[Data records]
════════

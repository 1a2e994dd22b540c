use serde::{Deserialize, Serialize};

use crate::shared_str::SharedStr;
use crate::theme::ThemeToken;
use crate::types::{Point, Rect};

/// A single, stateless render instruction.
///
/// The core emits a `Vec<RenderCommand>` as the scene for one viewport.
/// Renderers consume this list sequentially; each command carries all the
/// data it needs.
#[derive(Debug, Clone, PartialEq, Serialize, Deserialize)]
pub enum RenderCommand {
    /// Draw a filled rectangle, optionally tagged with the commit it belongs
    /// to (for hit-testing / selection).
    DrawRect {
        rect: Rect,
        color: ThemeToken,
        border_color: Option<ThemeToken>,
        commit_id: Option<SharedStr>,
    },

    /// Draw a filled circle (a commit node).
    DrawCircle {
        center: Point,
        radius: f64,
        color: ThemeToken,
        border_color: Option<ThemeToken>,
        commit_id: Option<SharedStr>,
    },

    /// Draw a left-aligned text string, vertically centred on `position`.
    DrawText {
        position: Point,
        text: SharedStr,
        color: ThemeToken,
        font_size: f64,
    },

    /// Stroke an open path made of line and curve segments.
    DrawPath {
        segments: Vec<PathSegment>,
        color: ThemeToken,
        width: f64,
    },

    /// Begin a logical group. Renderers may use this for batching, layer
    /// separation, or accessibility.
    BeginGroup {
        id: SharedStr,
        label: Option<SharedStr>,
    },

    /// End the current group.
    EndGroup,
}

/// One step of a `DrawPath`. The first segment is always a `MoveTo`.
#[derive(Debug, Clone, Copy, PartialEq, Serialize, Deserialize)]
pub enum PathSegment {
    MoveTo(Point),
    LineTo(Point),
    QuadTo { ctrl: Point, to: Point },
    CubicTo { ctrl1: Point, ctrl2: Point, to: Point },
}

#[cfg(test)]
mod tests {
    use super::*;

    #[test]
    fn commands_serialize_with_variant_tags() {
        let cmd = RenderCommand::DrawCircle {
            center: Point::new(10.0, 12.0),
            radius: 4.0,
            color: ThemeToken::Branch0,
            border_color: None,
            commit_id: Some("c1".into()),
        };
        let json = serde_json::to_string(&cmd).unwrap_or_default();
        assert!(json.starts_with("{\"DrawCircle\""));
        assert!(json.contains("\"commit_id\":\"c1\""));
    }
}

════════

The problem – Show all lines in the entries above where the string "RenderCommand" appears.

Expected output –
/// The core emits a `Vec<RenderCommand>` as the scene for one viewport.
pub enum RenderCommand {
        let cmd = RenderCommand::DrawCircle {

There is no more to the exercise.